To sum up, his theological position on the Hierarchy, faithful to Vatican II, was no different from that of Fr. Tyrrell and all progressivists of neo-modernist persuasion. It can be summed up in his statement:

“Jesus’ way of governing was not through dominion, but in the humble and loving service of the washing of the feet.” (14)

All the ingredients of the modernist anti-clerical outlook are contained therein: Clerics should serve the people rather than rule over them – the message encapsulated in the Ratzinger motto.

After Pope John XXIII’s opening speech at the Council, in which he recommended the “medicine of mercy,” a new approach to governing the Church was conceived. It would be free from “inquisitorial” practices such as heresy-hunting, censorship and punitive laws, with less emphasis on the imposition of penances, fasting and abstinence, commands and sanctions, and much more on the freedom of the individual.

If Benedict still talked about ruling and governing the Church, it was only in the sense of “guiding,” “instructing,” “inspiring” and “sustaining” the “People of God”; (15) in other words with emasculated authority structures compatible with Vatican II’s “New Evangelization.”

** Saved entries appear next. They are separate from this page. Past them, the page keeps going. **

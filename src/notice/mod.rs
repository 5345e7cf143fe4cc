//! Notices - the success messages a dashboard shows after each operation.
//!
//! Operations hand a [`Notice`] to a [`NoticeSink`]. Delivery is fire and
//! forget: a sink that fails is logged, the operation still succeeds.

mod sink;

use serde::{Deserialize, Serialize};

pub use sink::{LogNoticeSink, LogNoticeSinkError, NoticeSink};

#[cfg(feature = "emitter")]
pub use sink::EmitterNoticeSink;

#[derive(Debug, Clone, PartialEq, Eq, Serialize, Deserialize)]
#[serde(tag = "kind", rename_all = "snake_case")]
pub enum Notice {
    ProductAdded { id: u64 },
    ProductUpdated { id: u64 },
    ProductDeleted { id: u64, name: String },
    ProductsDeleted { count: usize },
    ExportCompleted { filename: String, rows: usize },
    SaleCreated { id: String },
    ProfileSaved,
}

impl Notice {
    /// Event name used when a notice is emitted.
    pub fn kind(&self) -> &'static str {
        match self {
            Notice::ProductAdded { .. } => "ProductAdded",
            Notice::ProductUpdated { .. } => "ProductUpdated",
            Notice::ProductDeleted { .. } => "ProductDeleted",
            Notice::ProductsDeleted { .. } => "ProductsDeleted",
            Notice::ExportCompleted { .. } => "ExportCompleted",
            Notice::SaleCreated { .. } => "SaleCreated",
            Notice::ProfileSaved => "ProfileSaved",
        }
    }

    pub fn title(&self) -> &'static str {
        match self {
            Notice::ProductAdded { .. } => "Product Added",
            Notice::ProductUpdated { .. } => "Product Updated",
            Notice::ProductDeleted { .. } => "Product Deleted",
            Notice::ProductsDeleted { .. } => "Products Deleted",
            Notice::ExportCompleted { .. } => "Export Successful",
            Notice::SaleCreated { .. } => "Sale Created",
            Notice::ProfileSaved => "Profile updated",
        }
    }

    pub fn description(&self) -> String {
        match self {
            Notice::ProductAdded { .. } => "Your product has been added successfully.".to_string(),
            Notice::ProductUpdated { .. } => {
                "Your product has been updated successfully.".to_string()
            }
            Notice::ProductDeleted { name, .. } => {
                format!("{} has been deleted successfully.", name)
            }
            Notice::ProductsDeleted { count } => {
                format!("{} products have been deleted successfully.", count)
            }
            Notice::ExportCompleted { .. } => "Products exported to CSV successfully.".to_string(),
            Notice::SaleCreated { .. } => "New sale has been recorded successfully.".to_string(),
            Notice::ProfileSaved => "Your profile has been updated successfully.".to_string(),
        }
    }

    /// JSON payload carried by emitted notices.
    pub fn to_json(&self) -> Result<String, serde_json::Error> {
        serde_json::to_string(self)
    }
}
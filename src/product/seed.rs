use super::{ProductId, ProductRecord};

/// The catalog a fresh dashboard session starts with.
pub fn seed_products() -> Vec<ProductRecord> {
    [
        (1, "Premium Widget", "WDG-001", 145, 29.99, "Electronics"),
        (2, "Deluxe Gadget", "GDG-002", 67, 49.99, "Accessories"),
        (3, "Standard Tool", "TOL-003", 234, 19.99, "Tools"),
        (4, "Professional Kit", "KIT-004", 89, 99.99, "Kits"),
        (5, "Basic Component", "CMP-005", 12, 14.99, "Components"),
    ]
    .into_iter()
    .map(|(id, name, sku, stock, price, category)| ProductRecord {
        id: ProductId(id),
        name: name.to_string(),
        sku: sku.to_string(),
        category: category.to_string(),
        stock,
        price,
    })
    .collect()
}
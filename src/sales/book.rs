use std::fmt;

use chrono::{NaiveDate, Utc};
use tracing::{debug, warn};

use crate::form::{FormFields, ValidationError};
use crate::notice::{LogNoticeSink, Notice, NoticeSink};
use crate::store::RecordStore;

use super::{OrderId, SaleInput, SalesLedger};

#[derive(Debug, Clone, PartialEq, Eq)]
pub enum SalesError {
    Validation(ValidationError),
    /// Every `ORD-<n>` number up to `u64::MAX` is already in the ledger.
    OrderNumbersExhausted,
}

impl fmt::Display for SalesError {
    fn fmt(&self, f: &mut fmt::Formatter<'_>) -> fmt::Result {
        match self {
            SalesError::Validation(err) => write!(f, "invalid sale: {}", err),
            SalesError::OrderNumbersExhausted => write!(f, "no order numbers left"),
        }
    }
}

impl std::error::Error for SalesError {
    fn source(&self) -> Option<&(dyn std::error::Error + 'static)> {
        match self {
            SalesError::Validation(err) => Some(err),
            SalesError::OrderNumbersExhausted => None,
        }
    }
}

impl From<ValidationError> for SalesError {
    fn from(err: ValidationError) -> Self {
        SalesError::Validation(err)
    }
}

/// The sales screen's owned state: the ledger plus where notices go.
pub struct SalesBook<S: NoticeSink = LogNoticeSink> {
    ledger: SalesLedger,
    notices: S,
}

impl SalesBook<LogNoticeSink> {
    pub fn new(ledger: SalesLedger) -> Self {
        Self::with_sink(ledger, LogNoticeSink::new())
    }

    pub fn seeded() -> Self {
        Self::new(SalesLedger::seeded())
    }
}

impl<S: NoticeSink> SalesBook<S> {
    pub fn with_sink(ledger: SalesLedger, notices: S) -> Self {
        Self { ledger, notices }
    }

    pub fn ledger(&self) -> &SalesLedger {
        &self.ledger
    }

    pub fn sink(&self) -> &S {
        &self.notices
    }

    /// Record a sale dated today, as a UTC calendar date.
    pub fn record(&mut self, input: SaleInput) -> Result<OrderId, SalesError> {
        self.record_on(input, Utc::now().date_naive())
    }

    pub fn record_on(&mut self, input: SaleInput, date: NaiveDate) -> Result<OrderId, SalesError> {
        let (ledger, id) = self
            .ledger
            .record(input, date)
            .ok_or(SalesError::OrderNumbersExhausted)?;
        self.ledger = ledger;
        debug!(id = %id, "sale recorded");
        let notice = Notice::SaleCreated { id: id.to_string() };
        if let Err(e) = self.notices.deliver(&notice) {
            warn!(kind = notice.kind(), error = %e, "notice delivery failed");
        }
        Ok(id)
    }

    /// Parse the new-sale form against the current product list, then
    /// record it dated today.
    pub fn record_from_form(
        &mut self,
        form: &FormFields,
        products: &RecordStore,
    ) -> Result<OrderId, SalesError> {
        let input = SaleInput::from_form(form, products)?;
        self.record(input)
    }
}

  1. Romano Guardini, The Church of the Lord: On the Nature and Mission of the Church, Chicago: Henry Regnery Company, 1966, p. 105.
  2. Ibid., p. 107.
  3. Benedict XVI, Peter Seewald, Last Testament: In His Own Words, Bloomsbury Publishing, 2016, p. 87.
  4. Ibid., p. 87.
  5. Ibid., p. 88.
  6. G. Tyrrell, ‘To Wilfrid Ward Esq.’, April 8, 1906, apud Maude Petrie (ed.), George Tyrrell’s Letters, London: T. Fisher Unwin Ltd., 1920, p. 102.
  7. Benedict XVI, Peter Seewald, op. cit., p. 88.
  8. Joseph Ratzinger, Salt of the Earth: Christianity and the Catholic Church at the End of the Millennium, An Interview with Peter Seewald, San Francisco: Ignatius Press, 1997, p. 191.
  9. Ibid.
  10. The archon (ἄρχων) was the title of the chief magistrates in ancient Greek states.
  11. Archē (αρχη) originally had the meaning of something that was in the beginning, designating the source, origin or root of things that exist. By extension, it came to mean power, sovereignty and domination derived from a first principle.
  12. Ratzinger, ibid., p. 190.
  13. Ratzinger concentrated solely on the “sacred origin” aspect of the word hierarchy, and omitted its meaning of “sacred rule.” He clouded the issue in circumlocution, stating that the power of the sacred origin is “the ever-new beginning of every generation in the Church.” This gives the impression of a return to the sources to re-apply the original principles to each new generation to suit the outlook of contemporary man. But this digression is not an argument ad rem. It does nothing to prove that the traditional concept of the hierarchy is “essentially wrong and distorted.”
  14. Benedict, ‘Authority and hierarchy in the Church: Service lived in pure giving’, Address given in St Peter’s Square, May 26, 2010
  15. This approach features very clearly in his above-mentioned May 2010 speech.